Para além dos casos de violência, a própria estrutura organizacional do Show é questionada por alguns alunos e pelos coletivos da Faculdade. Tradicionalmente, as mulheres fazem parte de um aparato à parte denominado Costura, responsável pela confecção do figurino que os homens vestem no dia da apresentação. Renata Mencacci, aluna do quinto ano, acredita que “isso retoma muito a posição historicamente que as mulheres são colocadas, restritas ao lar, e nunca como sujeitos políticos, artísticos.” Ana Cunha afirma ter sido expulsa da Costura no ano de 2013, quando questionou a ausência da participação feminina no processo criativo. Segundo ela, a revolta surgiu após um quadro em que se  representava médicos cubanos como profissionais incompetentes.

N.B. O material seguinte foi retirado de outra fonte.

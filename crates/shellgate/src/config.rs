use anyhow::{Context, Result};
use serde::{Deserialize, Serialize};
use shellgate_terminal::{Viewport, DEFAULT_FONT_SIZE, DEFAULT_SCROLLBACK_LINES};
use std::path::Path;
use std::time::Duration;

/// Bridge configuration, loaded from TOML
#[derive(Debug, Clone, PartialEq, Serialize, Deserialize)]
#[serde(default)]
pub struct BridgeConfig {
    /// Initial (and reset) font size
    pub font_size: u16,
    pub min_font_size: u16,
    pub max_font_size: u16,
    /// Delay between a font change and the geometry recomputation
    pub refit_debounce_ms: u64,
    /// Status text that signals the remote session is up (case-insensitive)
    pub established_marker: String,
    /// Where the presentation layer navigates for reauthentication
    pub reauth_path: String,
    /// Keep virtual Shift latched across keystrokes
    pub sticky_shift: bool,
    pub transcript_prefix: String,
    /// Log label used when no footer text is known
    pub default_log_label: String,
    /// Status background once the session is in a terminal state
    pub error_background: String,
    pub scrollback: usize,
    pub initial_viewport: Viewport,
}

impl Default for BridgeConfig {
    fn default() -> Self {
        Self {
            font_size: DEFAULT_FONT_SIZE,
            min_font_size: 8,
            max_font_size: 28,
            refit_debounce_ms: 150,
            established_marker: "CONNECTION ESTABLISHED".to_string(),
            reauth_path: "/ssh/reauth".to_string(),
            sticky_shift: true,
            transcript_prefix: "shellgate".to_string(),
            default_log_label: "session".to_string(),
            error_background: "red".to_string(),
            scrollback: DEFAULT_SCROLLBACK_LINES,
            initial_viewport: Viewport::default(),
        }
    }
}

impl BridgeConfig {
    /// Load configuration from a TOML file
    pub fn load<P: AsRef<Path>>(path: P) -> Result<Self> {
        let path = path.as_ref();
        let content = std::fs::read_to_string(path)
            .with_context(|| format!("Failed to read config file {}", path.display()))?;
        let config: BridgeConfig = toml::from_str(&content)
            .with_context(|| format!("Failed to parse config file {}", path.display()))?;
        config.validate()?;
        Ok(config)
    }

    pub fn load_or_default(path: Option<&Path>) -> Result<Self> {
        match path {
            Some(path) => Self::load(path),
            None => Ok(Self::default()),
        }
    }

    fn validate(&self) -> Result<()> {
        if self.min_font_size == 0 || self.min_font_size > self.max_font_size {
            anyhow::bail!(
                "Invalid font size range {}..={}",
                self.min_font_size,
                self.max_font_size
            );
        }
        Ok(())
    }

    /// Clamp into the configured range; a reversed range is treated as swapped
    pub fn clamp_font_size(&self, size: i32) -> u16 {
        let low = self.min_font_size.min(self.max_font_size);
        let high = self.min_font_size.max(self.max_font_size);
        size.clamp(i32::from(low), i32::from(high)) as u16
    }

    /// Configured default font, clamped into range
    pub fn initial_font_size(&self) -> u16 {
        self.clamp_font_size(i32::from(self.font_size))
    }

    pub fn refit_debounce(&self) -> Duration {
        Duration::from_millis(self.refit_debounce_ms)
    }

    pub fn is_established(&self, status: &str) -> bool {
        !self.established_marker.is_empty()
            && status
                .to_lowercase()
                .contains(&self.established_marker.to_lowercase())
    }
}
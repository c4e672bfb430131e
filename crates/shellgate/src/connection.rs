//! Connection lifecycle tracking

use serde::{Deserialize, Serialize};
use std::fmt;

#[derive(Debug, Clone, Copy, PartialEq, Eq, Serialize, Deserialize)]
#[serde(rename_all = "lowercase")]
pub enum ConnectionState {
    Connecting,
    Connected,
    Error,
    Disconnected,
}

impl ConnectionState {
    /// `Error` and `Disconnected` end the session for good
    pub fn is_terminal(self) -> bool {
        matches!(self, ConnectionState::Error | ConnectionState::Disconnected)
    }

    pub fn as_str(self) -> &'static str {
        match self {
            ConnectionState::Connecting => "connecting",
            ConnectionState::Connected => "connected",
            ConnectionState::Error => "error",
            ConnectionState::Disconnected => "disconnected",
        }
    }
}

impl fmt::Display for ConnectionState {
    fn fmt(&self, f: &mut fmt::Formatter<'_>) -> fmt::Result {
        f.write_str(self.as_str())
    }
}

/// Inputs to the state machine, already classified by the bridge
#[derive(Debug, Clone, PartialEq, Eq)]
pub enum ConnectionEvent {
    ChannelOpened,
    /// Status text from the remote; `established` when it carries the session marker
    Status { text: String, established: bool },
    /// Remote refused or killed the session while the channel is still up
    SessionRejected(String),
    ChannelClosed(String),
    TransportError(String),
}

/// Connection state plus the human-readable status that goes with it
#[derive(Debug, Clone)]
pub struct ConnectionMonitor {
    state: ConnectionState,
    status: String,
    channel_lost: bool,
    session_rejected: bool,
}

impl Default for ConnectionMonitor {
    fn default() -> Self {
        Self::new()
    }
}

impl ConnectionMonitor {
    pub fn new() -> Self {
        Self {
            state: ConnectionState::Connecting,
            status: "Connecting...".to_string(),
            channel_lost: false,
            session_rejected: false,
        }
    }

    pub fn state(&self) -> ConnectionState {
        self.state
    }

    pub fn status(&self) -> &str {
        &self.status
    }

    pub fn may_accept_input(&self) -> bool {
        self.state == ConnectionState::Connected
    }

    /// The transport itself went away
    pub fn channel_lost(&self) -> bool {
        self.channel_lost
    }

    /// The remote refused the session over a live channel
    pub fn session_rejected(&self) -> bool {
        self.session_rejected
    }

    pub fn is_terminal(&self) -> bool {
        self.state.is_terminal()
    }

    pub fn reconnect_allowed(&self) -> bool {
        !self.is_terminal()
    }

    /// Feed one event; returns the new state if it changed.
    ///
    /// Terminal states absorb everything. The first terminal status message
    /// is kept, but a later channel loss is still recorded.
    pub fn apply(&mut self, event: ConnectionEvent) -> Option<ConnectionState> {
        if self.is_terminal() {
            if let ConnectionEvent::ChannelClosed(_) = event {
                self.channel_lost = true;
            }
            log::debug!("Ignoring {:?} in terminal state {}", event, self.state);
            return None;
        }

        let next = match event {
            ConnectionEvent::ChannelOpened => {
                if self.state == ConnectionState::Connecting {
                    ConnectionState::Connected
                } else {
                    self.state
                }
            }
            ConnectionEvent::Status { text, established } => {
                self.status = text;
                if established {
                    ConnectionState::Connected
                } else {
                    self.state
                }
            }
            ConnectionEvent::SessionRejected(message) => {
                self.status = message;
                self.session_rejected = true;
                ConnectionState::Error
            }
            ConnectionEvent::ChannelClosed(reason) => {
                self.status = format!("WEBSOCKET SERVER DISCONNECTED: {}", reason);
                self.channel_lost = true;
                ConnectionState::Disconnected
            }
            ConnectionEvent::TransportError(error) => {
                self.status = format!("ERROR: {}", error);
                self.channel_lost = true;
                ConnectionState::Error
            }
        };

        if next == self.state {
            return None;
        }
        log::info!("Connection {} -> {}", self.state, next);
        self.state = next;
        Some(next)
    }

    /// Local teardown; leaves an earlier terminal state and message in place
    pub fn shut_down(&mut self) -> Option<ConnectionState> {
        if self.is_terminal() {
            return None;
        }
        log::info!("Connection {} -> {} (closed locally)", self.state, ConnectionState::Disconnected);
        self.state = ConnectionState::Disconnected;
        self.status = "Session closed".to_string();
        Some(self.state)
    }
}
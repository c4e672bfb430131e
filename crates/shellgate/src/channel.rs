//! The session channel seam and an in-process implementation of it

use serde_json::Value;
use shellgate_protocol::{ClientEvent, Frame, ProtocolError, ServerEvent};
use std::collections::HashSet;
use std::sync::{Arc, Mutex, MutexGuard};
use thiserror::Error;
use tokio::sync::mpsc::{self, UnboundedReceiver, UnboundedSender};

/// Everything the channel can report to its owner
#[derive(Debug, Clone, PartialEq)]
pub enum ChannelSignal {
    /// Transport connected
    Opened,
    Event(ServerEvent),
    /// Transport went away; carries the reason if one was given
    Closed(String),
    TransportError(String),
}

#[derive(Debug, Error)]
pub enum ChannelError {
    #[error("channel is already open")]
    AlreadyOpen,
    #[error("channel unavailable: {0}")]
    Unavailable(String),
    #[error("channel is closed")]
    Closed,
}

/// Bidirectional named-event transport owned by a single bridge
pub trait EventChannel {
    /// Register for the given inbound event kinds and start delivering signals
    fn open(&mut self, kinds: &[&'static str]) -> Result<UnboundedReceiver<ChannelSignal>, ChannelError>;

    /// Send one event; fire-and-forget
    fn emit(&mut self, event: ClientEvent) -> Result<(), ChannelError>;

    fn set_reconnection(&mut self, enabled: bool);

    /// Detach every listener registered by `open`
    fn unsubscribe_all(&mut self);

    fn close(&mut self);
}

#[derive(Debug)]
struct LoopbackState {
    listener: Option<UnboundedSender<ChannelSignal>>,
    kinds: HashSet<&'static str>,
    outbound: Vec<ClientEvent>,
    reconnection: bool,
    closed: bool,
    refuse_open: Option<String>,
}

fn lock(state: &Mutex<LoopbackState>) -> MutexGuard<'_, LoopbackState> {
    state.lock().unwrap_or_else(|poisoned| poisoned.into_inner())
}

/// Client end of an in-process channel
#[derive(Debug)]
pub struct LoopbackChannel {
    state: Arc<Mutex<LoopbackState>>,
}

/// Remote end of a [`LoopbackChannel`], used to script the other side of a session
#[derive(Debug, Clone)]
pub struct LoopbackPeer {
    state: Arc<Mutex<LoopbackState>>,
}

impl LoopbackChannel {
    pub fn pair() -> (LoopbackChannel, LoopbackPeer) {
        let state = Arc::new(Mutex::new(LoopbackState {
            listener: None,
            kinds: HashSet::new(),
            outbound: Vec::new(),
            reconnection: true,
            closed: false,
            refuse_open: None,
        }));
        (
            LoopbackChannel {
                state: Arc::clone(&state),
            },
            LoopbackPeer { state },
        )
    }
}

impl EventChannel for LoopbackChannel {
    fn open(&mut self, kinds: &[&'static str]) -> Result<UnboundedReceiver<ChannelSignal>, ChannelError> {
        let mut state = lock(&self.state);
        if state.closed {
            return Err(ChannelError::Closed);
        }
        if let Some(reason) = &state.refuse_open {
            return Err(ChannelError::Unavailable(reason.clone()));
        }
        if state.listener.is_some() {
            return Err(ChannelError::AlreadyOpen);
        }

        let (tx, rx) = mpsc::unbounded_channel();
        state.listener = Some(tx);
        state.kinds = kinds.iter().copied().collect();
        Ok(rx)
    }

    fn emit(&mut self, event: ClientEvent) -> Result<(), ChannelError> {
        let mut state = lock(&self.state);
        if state.closed {
            return Err(ChannelError::Closed);
        }
        state.outbound.push(event);
        Ok(())
    }

    fn set_reconnection(&mut self, enabled: bool) {
        lock(&self.state).reconnection = enabled;
    }

    fn unsubscribe_all(&mut self) {
        let mut state = lock(&self.state);
        state.listener = None;
        state.kinds.clear();
    }

    fn close(&mut self) {
        let mut state = lock(&self.state);
        state.closed = true;
        state.listener = None;
    }
}

impl LoopbackPeer {
    /// Make the next `open` fail with `Unavailable(reason)`
    pub fn refuse_open(&self, reason: &str) {
        lock(&self.state).refuse_open = Some(reason.to_string());
    }

    /// Signal that the transport connected
    pub fn open(&self) -> bool {
        self.deliver(ChannelSignal::Opened)
    }

    /// Decode a raw frame and deliver it.
    ///
    /// Returns `Ok(false)` when nobody is listening for that event kind.
    pub fn send_frame(&self, event: &str, payload: Value) -> Result<bool, ProtocolError> {
        let event = ServerEvent::from_frame(Frame::new(event, payload)).map_err(|err| {
            log::warn!("Undecodable frame: {}", err);
            err
        })?;
        Ok(self.send_event(event))
    }

    pub fn send_event(&self, event: ServerEvent) -> bool {
        if !self.is_subscribed(event.name()) {
            log::debug!("Dropping '{}' event: no listener", event.name());
            return false;
        }
        self.deliver(ChannelSignal::Event(event))
    }

    pub fn drop_connection(&self, reason: &str) -> bool {
        self.deliver(ChannelSignal::Closed(reason.to_string()))
    }

    pub fn transport_error(&self, error: &str) -> bool {
        self.deliver(ChannelSignal::TransportError(error.to_string()))
    }

    /// Take everything the client emitted so far
    pub fn outbound(&self) -> Vec<ClientEvent> {
        std::mem::take(&mut lock(&self.state).outbound)
    }

    pub fn is_subscribed(&self, kind: &str) -> bool {
        let state = lock(&self.state);
        state.listener.is_some() && state.kinds.contains(kind)
    }

    pub fn has_listeners(&self) -> bool {
        lock(&self.state).listener.is_some()
    }

    pub fn reconnection_enabled(&self) -> bool {
        lock(&self.state).reconnection
    }

    pub fn is_closed(&self) -> bool {
        lock(&self.state).closed
    }

    fn deliver(&self, signal: ChannelSignal) -> bool {
        let state = lock(&self.state);
        match &state.listener {
            Some(tx) => tx.send(signal).is_ok(),
            None => false,
        }
    }
}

Apesar da apresentação contar agora com um quadro misto, em que as mulheres podem atuar junto com os homens, o JC esteve no Show e observou que a representação feminina girou quase sempre em torno de estereótipos, como em um quadro que representava um duelo entre uma “feminista histérica” e um personagem “cis-hétero” que utilizava o ataque “cantada de pedreiro”.

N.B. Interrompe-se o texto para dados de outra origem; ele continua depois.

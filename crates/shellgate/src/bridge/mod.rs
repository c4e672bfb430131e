//! Session I/O bridge
//!
//! [`SessionBridge`] is the only owner of the live channel and terminal
//! surface. Presentation code talks to it through methods (or
//! [`BridgeCommand`]s when driven by [`SessionBridge::run`]) and observes it
//! through the published [`SessionView`].

mod refit;
mod view;

pub use refit::RefitDebounce;
pub use view::SessionView;

use shellgate_protocol::{ClientEvent, ControlAction, ServerEvent, SessionGeometry, TerminalOptions};
use shellgate_terminal::{
    translate, KeyAction, Modifier, ModifierLatch, TerminalSurface, TranscriptError, TranscriptRecorder, Viewport,
};
use std::path::{Path, PathBuf};
use thiserror::Error;
use tokio::sync::mpsc::error::TryRecvError;
use tokio::sync::mpsc::UnboundedReceiver;
use tokio::sync::watch;
use tokio::time::Instant;

use crate::channel::{ChannelSignal, EventChannel};
use crate::config::BridgeConfig;
use crate::connection::{ConnectionEvent, ConnectionMonitor, ConnectionState};

#[derive(Debug, Error)]
pub enum BridgeError {
    #[error("{0} is not permitted by the remote session")]
    NotPermitted(ControlAction),
    #[error("no transcript has been recorded")]
    NothingRecorded,
    #[error("failed to write transcript: {0}")]
    Io(#[from] std::io::Error),
}

/// Requests from the presentation layer, consumed by [`SessionBridge::run`]
#[derive(Debug, Clone, PartialEq, Eq)]
pub enum BridgeCommand {
    /// Raw bytes produced by the terminal surface from a physical key
    TerminalInput(String),
    /// On-screen keyboard key
    Key(KeyAction),
    ToggleModifier(Modifier),
    SetFontSize(u16),
    AdjustFontSize(i32),
    ResetFontSize,
    ViewportResized(Option<Viewport>),
    Fit,
    ToggleLog,
    Reauth,
    ReplayCredentials,
    SendInterrupt,
    ClearScreen,
    Disconnect,
}
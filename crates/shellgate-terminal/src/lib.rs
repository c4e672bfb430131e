// Terminal-side building blocks for a remote shell session
//
// Key translation for the on-screen keyboard, the session transcript, and the
// seam to whatever renders the terminal (plus a vt100-backed headless one).

pub mod keys;
pub mod modifiers;
pub mod transcript;
pub mod surface;
mod headless;

// Re-export public API
pub use keys::{translate, KeyAction, KeyKind, Modifiers, NamedKey, WirePayload};
pub use modifiers::{Modifier, ModifierLatch};
pub use transcript::{strip_control_sequences, TranscriptError, TranscriptRecorder};
pub use surface::{TerminalSurface, Viewport};
pub use headless::HeadlessSurface;

// Constants
pub const DEFAULT_SCROLLBACK_LINES: usize = 1000;
pub const DEFAULT_FONT_SIZE: u16 = 14;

Renata avalia a criação do quadro misto como um recurso do Show para continuar subsistindo, e relata inclusive que, após a mudança, a instituição solicitou à direção da FMUSP a autorização para retornar aos espaços da Faculdade — pedido que foi negado sob a justificativa de que as orientações do MPF não poderiam ser descumpridas. Ela levanta ainda uma outra crítica, que ela entende como a tentativa de desmoralização dos coletivos que travam lutas em prol das minorias na Faculdade. Um esquete curto do Show, por exemplo, trazia jogadores de Pokémon Go capturando pessoas de gêneros diferentes, sendo o “cis-hétero” de tipo raro.

Contradição

Situações como essas são tachadas de retrógradas pelos críticos do Show, mas a visão que ele próprio enuncia de si segue o contrário. No depoimentos da CPI, diversos membros do Show afirmaram que o objetivo fim das apresentações era, por meio do humor, defender a liberdade de expressão e criticar os problemas enfrentados na Universidade. De fato, no Show, a reportagem do JC assistiu a dois quadros cujos temas discutiam a desvinculação do Hospital Universitário e das tentativas de suicídio decorrentes da pressão do curso. Por meio de relatos nas redes sociais, diversos membros do Show agradeceram aos colegas e o espaço de apoio e convivência que afirmam ter na instituição, opinião compartilhada por um ex-integrante que afirma ter lá um espaço de expressão maior do que em outras extensões estudantis.

No entanto, há uma hierarquização de cargos do Show, na qual o diretor geral e os alunos das turmas mais velhas são responsáveis pelo processo criativo e pautam os temas das apresentações. Já a atuação do Show na luta estudantil é questionada por Renata, que afirma que o engajamento se restringe ao que é dito no palco e não constitui de fato uma movimentação política. Para ela, há ainda uma incompatibilidade entre os discursos enunciados pela instituição. Não adianta nada fazer um quadro sobre saúde mental se eles são agentes diretos que prejudicam o bem estar mental de algumas pessoas dentro da FMUSP”.